List Info

Thread: "ocaml_beginners"::[] A question




"ocaml_beginners"::[] A question
country flaguser name
United States
2007-02-21 16:01:35

Hello,
would you help me with a problem I want to solve,
This problem is about how to program an anagram using ocaml ..
?

__._,_.___
.

__,_._,___
Re: "ocaml_beginners"::[] A question
country flaguser name
United States
2007-02-21 16:07:38

carla.gonzalo wrote:
> would you help me with a problem I want to solve,
> This problem is about how to program an anagram using ocaml ..

Maybe you should give it a shot, then if you have trouble, post your
code/algorithm here for suggestions.

__._,_.___
.

__,_._,___
Re: "ocaml_beginners"::[] A question
country flaguser name
United Kingdom
2007-02-21 16:25:02

On Wednesday 21 February 2007 22:01, carla.gonzalo wrote:
> Hello,
> would you help me with a problem I want to solve,
> This problem is about how to program an anagram using ocaml ..
> ?

Off the top of my head:

Take a dictionary of words:

val dictionary : string list

Make a hash table that maps the sorted chars in the word onto the word itself:

let map = Hashtbl.create (List.length dictionary)

Convert a string into an array of characters:

let array_of_string string =
Array.init (String.length string) (String.get string)

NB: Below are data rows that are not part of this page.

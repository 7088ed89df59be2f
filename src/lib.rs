// ============================================================================
// LazySpend - Library
// ============================================================================
// Expose les modules publics pour le binaire et les tests
// ============================================================================

pub mod app;    // État de l'application (possède le ledger)
pub mod config; // Configuration par variables d'environnement
pub mod ledger; // Solde + panier et leurs opérations
pub mod models; // Structures de données (catalogue, produits, montants)
pub mod ui;     // Interface utilisateur
// ============================================================================
// Module : ui
// ============================================================================
// Gère toute l'interface utilisateur (Terminal User Interface)
// C'est le "Presenter" : il lit le snapshot du ledger et n'a aucune logique
// de décision propre
// ============================================================================

pub mod events;  // Lecture des événements clavier
pub mod handler; // Dispatch des événements vers App
pub mod receipt; // Rendu du ticket de caisse
pub mod store;   // Rendu de l'interface principale

// Re-exports pour simplifier les imports
pub use events::{Event, EventHandler};
pub use handler::handle_event;
pub use store::render;
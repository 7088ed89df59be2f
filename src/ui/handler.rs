// ============================================================================
// Dispatch des événements
// ============================================================================
// Traduit chaque événement en exactement une opération sur App
//
// CONCEPT : Event Handler Pattern
// - Sépare la lecture des touches (events.rs) de la logique (app.rs)
// - Les arms du mode saisie passent en premier : '-' y est un caractère,
//   pas une vente
// ============================================================================

use tracing::{debug, info};

use crate::app::App;
use crate::ui::events::{
    get_char_from_event, is_backspace_event, is_buy_event, is_down_event, is_edit_event,
    is_enter_event, is_escape_event, is_quantity_char_event, is_quit_event, is_reset_event,
    is_sell_event, is_up_event, Event,
};

/// Traite un événement et met à jour l'état de l'application
pub fn handle_event(app: &mut App, event: Event) {
    if matches!(event, Event::Tick) {
        app.tick();
        return;
    }

    if app.is_in_input_mode() {
        handle_input_event(app, &event);
        return;
    }

    // Toute touche autre que celle attendue annule une confirmation en cours
    if !is_quit_event(&event) {
        app.cancel_quit();
    }
    if !is_reset_event(&event) {
        app.cancel_reset();
    }

    match event {
        Event::Key(_) if is_quit_event(&event) => {
            if app.is_awaiting_quit_confirmation() {
                info!("User confirmed quit");
                app.quit();
            } else {
                info!("User requested quit (awaiting confirmation)");
                app.request_quit();
            }
        }

        Event::Key(_) if is_reset_event(&event) => {
            if app.is_awaiting_reset_confirmation() {
                info!("User confirmed reset");
                app.confirm_reset();
            } else {
                info!("User requested reset (awaiting confirmation)");
                app.request_reset();
            }
        }

        Event::Key(_) if is_up_event(&event) => app.navigate_up(),
        Event::Key(_) if is_down_event(&event) => app.navigate_down(),

        Event::Key(_) if is_buy_event(&event) => {
            let bought = app.buy_selected();
            if let Some(product) = app.selected_product() {
                debug!(product = %product.name, bought, "User pressed buy");
            }
        }

        Event::Key(_) if is_sell_event(&event) => {
            let sold = app.sell_selected();
            if let Some(product) = app.selected_product() {
                debug!(product = %product.name, sold, "User pressed sell");
            }
        }

        Event::Key(_) if is_edit_event(&event) || is_enter_event(&event) => {
            app.start_quantity_edit();
        }

        _ => {}
    }
}

/// Mode saisie : chiffres, Backspace, Enter, ESC
fn handle_input_event(app: &mut App, event: &Event) {
    if is_escape_event(event) {
        debug!("User cancelled quantity edit");
        app.cancel_input();
    } else if is_enter_event(event) {
        // L'erreur est déjà reportée dans le status par submit_quantity
        let _ = app.submit_quantity();
    } else if is_backspace_event(event) {
        app.backspace();
    } else if is_quantity_char_event(event) {
        if let Some(c) = get_char_from_event(event) {
            app.append_char(c);
        }
    }
}

#[cfg(test)]
mod tests {
    use super::*;
    use crate::app::Screen;
    use crate::ledger::Ledger;
    use crate::models::{Catalog, Product, ProductId};
    use crossterm::event::{KeyCode, KeyEvent, KeyModifiers};

    fn key(code: KeyCode) -> Event {
        Event::Key(KeyEvent::new(code, KeyModifiers::empty()))
    }

    fn press(app: &mut App, codes: &[KeyCode]) {
        for code in codes {
            handle_event(app, key(*code));
        }
    }

    fn coffee_app(balance: u64) -> App {
        let catalog = Catalog::new(vec![
            Product::new(1, "Big Mac", 2, ""),
            Product::new(2, "Cup of Coffee", 4, ""),
        ])
        .unwrap();
        App::new(Ledger::new(catalog, balance))
    }

    #[test]
    fn test_two_step_quit() {
        let mut app = coffee_app(100);

        press(&mut app, &[KeyCode::Char('q')]);
        assert!(app.is_running());
        assert!(app.is_awaiting_quit_confirmation());

        // Une autre touche annule
        press(&mut app, &[KeyCode::Down]);
        assert!(!app.is_awaiting_quit_confirmation());

        press(&mut app, &[KeyCode::Char('q'), KeyCode::Char('q')]);
        assert!(!app.is_running());
    }

    #[test]
    fn test_buy_sell_keys() {
        let mut app = coffee_app(10);

        press(&mut app, &[KeyCode::Down, KeyCode::Right, KeyCode::Char('+'), KeyCode::Char('b')]);
        let snapshot = app.snapshot();
        assert_eq!(snapshot.quantity_of(ProductId(2)), 2);
        assert_eq!(snapshot.balance, 2);

        press(&mut app, &[KeyCode::Left]);
        assert_eq!(app.snapshot().quantity_of(ProductId(2)), 1);
        assert_eq!(app.snapshot().balance, 6);
    }

    #[test]
    fn test_quantity_edit_flow() {
        let mut app = coffee_app(100);

        press(&mut app, &[KeyCode::Down, KeyCode::Enter]);
        assert_eq!(app.current_screen, Screen::QuantityInput);

        // '-' est un caractère en mode saisie, pas une vente ; 'x' est ignoré
        press(&mut app, &[KeyCode::Backspace, KeyCode::Char('3'), KeyCode::Char('x'), KeyCode::Enter]);

        assert_eq!(app.current_screen, Screen::Store);
        assert_eq!(app.snapshot().quantity_of(ProductId(2)), 3);
        assert_eq!(app.snapshot().balance, 88);

        press(&mut app, &[KeyCode::Char('e'), KeyCode::Backspace, KeyCode::Char('-'), KeyCode::Char('2'), KeyCode::Enter]);
        assert_eq!(app.snapshot().quantity_of(ProductId(2)), 0);
        assert_eq!(app.snapshot().balance, 100);
    }

    #[test]
    fn test_quantity_edit_rejected() {
        let mut app = coffee_app(100);

        press(&mut app, &[KeyCode::Down, KeyCode::Char('e'), KeyCode::Backspace, KeyCode::Char('5'), KeyCode::Char('0'), KeyCode::Enter]);

        assert_eq!(app.snapshot().balance, 100);
        assert_eq!(app.snapshot().quantity_of(ProductId(2)), 0);
        assert!(app.status().is_some());
    }

    #[test]
    fn test_escape_cancels_edit() {
        let mut app = coffee_app(100);

        press(&mut app, &[KeyCode::Enter, KeyCode::Char('9'), KeyCode::Esc]);
        assert_eq!(app.current_screen, Screen::Store);
        assert_eq!(app.snapshot().total_spent, 0);
    }

    #[test]
    fn test_two_step_reset() {
        let mut app = coffee_app(100);
        press(&mut app, &[KeyCode::Right, KeyCode::Right]);
        assert_eq!(app.snapshot().balance, 96);

        press(&mut app, &[KeyCode::Char('R')]);
        assert!(app.is_awaiting_reset_confirmation());
        assert_eq!(app.snapshot().balance, 96);

        press(&mut app, &[KeyCode::Char('R')]);
        assert_eq!(app.snapshot().balance, 100);
        assert!(app.snapshot().is_empty());
    }

    #[test]
    fn test_tick_is_forwarded() {
        let mut app = coffee_app(100);
        app.set_status(crate::app::StatusKind::Info, "hi".to_string());
        for _ in 0..100 {
            handle_event(&mut app, Event::Tick);
        }
        assert!(app.status().is_none());
    }
}
//! Truth functions of the connectives.

use tabula_ir::BinaryOp;

/// Apply a binary connective to two truth values.
#[inline]
pub fn evaluate_binary(op: BinaryOp, left: bool, right: bool) -> bool {
    match op {
        BinaryOp::And => left && right,
        BinaryOp::Or => left || right,
        BinaryOp::Xor => left != right,
        BinaryOp::Implies => !left || right,
        BinaryOp::Iff => left == right,
    }
}
//! Lexer error types.
//!
//! A `LexError` carries WHERE (`span`), WHAT (`kind`) and the offending
//! source `text`, which is all the shell needs to render a labelled
//! diagnostic.

use tabula_ir::Span;

/// A lexical error: a character that cannot begin or continue any token.
#[derive(Clone, Debug, Eq, PartialEq, Hash, thiserror::Error)]
#[error("{kind} `{text}` at {span}")]
pub struct LexError {
    pub kind: LexErrorKind,
    pub span: Span,
    pub text: String,
}

/// What kind of lexer error occurred.
#[derive(Clone, Debug, Eq, PartialEq, Hash, thiserror::Error)]
pub enum LexErrorKind {
    /// A character outside the formula alphabet.
    #[error("unexpected character")]
    UnexpectedCharacter { found: char },
    /// `-`, `<`, `<-` or `>` that is not part of `->` or `<->`.
    #[error("malformed operator")]
    MalformedOperator,
    /// Input longer than a span can address.
    #[error("input too large")]
    SourceTooLarge,
}

impl LexError {
    pub(crate) fn unexpected(span: Span, text: &str) -> Self {
        let found = text.chars().next().unwrap_or('\u{FFFD}');
        LexError {
            kind: LexErrorKind::UnexpectedCharacter { found },
            span,
            text: text.to_owned(),
        }
    }

    pub(crate) fn malformed(span: Span, text: &str) -> Self {
        LexError {
            kind: LexErrorKind::MalformedOperator,
            span,
            text: text.to_owned(),
        }
    }

    /// Short help line for the diagnostic, if the fix is obvious.
    pub fn hint(&self) -> Option<&'static str> {
        match self.kind {
            LexErrorKind::MalformedOperator if self.text.starts_with('<') => {
                Some("equivalence is written `<->`")
            }
            LexErrorKind::MalformedOperator => Some("implication is written `->`"),
            LexErrorKind::UnexpectedCharacter { found } if found.is_ascii_digit() => {
                Some("only `0` and `1` are literals")
            }
            LexErrorKind::UnexpectedCharacter { .. } | LexErrorKind::SourceTooLarge => None,
        }
    }
}

#[cfg(test)]
mod tests {
    use super::*;

    #[test]
    fn display_includes_text_and_span() {
        let err = LexError::unexpected(Span::new(1, 2), "@");
        assert_eq!(err.to_string(), "unexpected character `@` at 1..2");
        assert_eq!(err.kind, LexErrorKind::UnexpectedCharacter { found: '@' });
    }

    #[test]
    fn hints() {
        assert_eq!(
            LexError::malformed(Span::new(2, 4), "<-").hint(),
            Some("equivalence is written `<->`")
        );
        assert_eq!(
            LexError::malformed(Span::new(2, 3), "-").hint(),
            Some("implication is written `->`")
        );
        assert_eq!(
            LexError::unexpected(Span::new(0, 1), "2").hint(),
            Some("only `0` and `1` are literals")
        );
        assert_eq!(LexError::unexpected(Span::new(0, 1), "#").hint(), None);
    }
}
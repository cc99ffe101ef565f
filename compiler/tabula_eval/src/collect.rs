//! Analysis passes over an expression, each a post-order [`Visitor`].
//!
//! - [`VariableCollector`]: the distinct variable names, sorted.
//! - [`SubexpressionCollector`]: distinct nodes by canonical text, first
//!   occurrence wins.
//! - [`OperatorCounter`]: every operator node, duplicates included.

use std::collections::BTreeSet;

use rustc_hash::FxHashSet;
use tabula_ir::{Expr, ExprKind, Visitor};

use crate::errors::CapacityError;

/// Most variables a truth table can enumerate.
pub const MAX_VARIABLES: usize = 31;

/// Collects the names of all variables reachable from a root.
#[derive(Debug, Default)]
pub struct VariableCollector {
    names: BTreeSet<String>,
}

impl VariableCollector {
    pub fn new() -> Self {
        Self::default()
    }

    pub fn into_names(self) -> BTreeSet<String> {
        self.names
    }
}

impl Visitor<'_> for VariableCollector {
    fn visit(&mut self, expr: &Expr) {
        if let ExprKind::Variable(name) = expr.kind() {
            if !self.names.contains(name) {
                self.names.insert(name.clone());
            }
        }
    }
}

/// Distinct variable names of `expr` in lexicographic order.
pub fn collect_variables(expr: &Expr) -> BTreeSet<String> {
    let mut collector = VariableCollector::new();
    expr.traverse(&mut collector);
    collector.into_names()
}

/// Reject variable sets a table cannot enumerate.
///
/// # Errors
///
/// Returns [`CapacityError`] if there are more than [`MAX_VARIABLES`] names.
pub fn check_capacity(names: &BTreeSet<String>) -> Result<(), CapacityError> {
    check_count(names.len())
}

pub(crate) fn check_count(found: usize) -> Result<(), CapacityError> {
    if found > MAX_VARIABLES {
        return Err(CapacityError {
            found,
            max: MAX_VARIABLES,
        });
    }
    Ok(())
}

/// Keeps each node whose canonical text has not been seen yet.
///
/// Two nodes are the same subexpression exactly when they render to the
/// same text, so `a | b` and `b | a` are distinct.
#[derive(Debug, Default)]
pub struct SubexpressionCollector<'ast> {
    seen: FxHashSet<&'ast str>,
    nodes: Vec<&'ast Expr>,
}

impl<'ast> SubexpressionCollector<'ast> {
    pub fn new() -> Self {
        Self::default()
    }

    pub fn into_nodes(self) -> Vec<&'ast Expr> {
        self.nodes
    }
}

impl<'ast> Visitor<'ast> for SubexpressionCollector<'ast> {
    fn visit(&mut self, expr: &'ast Expr) {
        if self.seen.insert(expr.render()) {
            self.nodes.push(expr);
        }
    }
}

/// Distinct subexpressions of `expr`, atoms included, in first-occurrence
/// post-order. The root is always last.
pub fn collect_subexpressions(expr: &Expr) -> Vec<&Expr> {
    let mut collector = SubexpressionCollector::new();
    expr.traverse(&mut collector);
    collector.into_nodes()
}

/// Distinct operator subexpressions of `expr`: the table's formula columns.
pub fn collect_operators(expr: &Expr) -> Vec<&Expr> {
    let mut nodes = collect_subexpressions(expr);
    nodes.retain(|node| node.is_operator());
    nodes
}

/// Counts operator nodes, every occurrence.
#[derive(Debug, Default)]
pub struct OperatorCounter {
    count: usize,
}

impl OperatorCounter {
    pub fn count(&self) -> usize {
        self.count
    }
}

impl Visitor<'_> for OperatorCounter {
    fn visit(&mut self, expr: &Expr) {
        if expr.is_operator() {
            self.count += 1;
        }
    }
}

/// Number of operator nodes in `expr`, without deduplication.
pub fn count_operators(expr: &Expr) -> usize {
    let mut counter = OperatorCounter::default();
    expr.traverse(&mut counter);
    counter.count()
}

Sort the characters in a word:

let sort word = Array.sort compare (array_of_string word)

Build the hash table:

let () = List.iter (fun word -> Hashtbl.add map (sort word) word) dictionary

Find anagrams by searching the hash table for words containing the same
letters:

let anagrams_of_word word = Hashtbl.find_all map (sort word)

--
Dr Jon D Harrop, Flying Frog Consultancy Ltd.
OCaml for Scientists
http://www.ffconsultancy.com/products/ocaml_for_scientists

__._,_.___
.

__,_._,___
RE: "ocaml_beginners"::[] A question
country flaguser name
United States
2007-02-22 13:29:43

Array.sort is in-place, returning unit.

# let sort word = let a = array_of_string word in Array.sort compare a; a;;
val sort : string -> char array = <fun>;
# sort "asdf";;
- : char array = [|'a'; 'd'; 'f'; 's'|]

Now if you wanted a scrabble-cheat type program (all "partial-anagrams" of
given letters), you might use a different approach. I ended up scanning the
entire word list and counting occurrences of each character, returning only
words with the proper counts based on optional (lower-case) and required
(upper-case) letters and blanks.

(Ocaml programmers might do well to ignore the rest of this message, about
my "anagram.c" program.) My algorithm is probably overly-complex or poorly
coded and a case of premature optimization. Unfortunately, it's also a
linear search. If only I could form a tree of words containing each letter,
then linked to words containing any two letters...... It would grow huge,
I'm afraid. There are too many combinations of letters. Building the tree
would take immense resources, perhaps more time and RAM than in the
world...looks to me like only a linear search could work.

Anyway, my algorithm;

Searching for "caddy" finds words with any of C or A or D or Y in them... I
initialize my optional (lowercase) letter-counts array with
[|1;0;2;1;0;0;0;...;1;0|], required (uppercase)-letter counts with all 0s,
and blank count set to 0, then decrement my optional letter-counts as I
iterate over the letters in the dictionary word, or decrement the blank
count if I hit a letter in the dictionary word which is not found, and
consider a word to be matching if each letter is found and all required
letters are found, as can be seen in the last few lines of the function
below.

It was a bit inefficient in that I reinitialize the counts for the search
word in each call to this function, so I did a non-threadsafe caching of the
last word searched, since my calling function in the program passed the same
word repeatedly.

[ Ick yuck gag .. I know, horrible C code below... ]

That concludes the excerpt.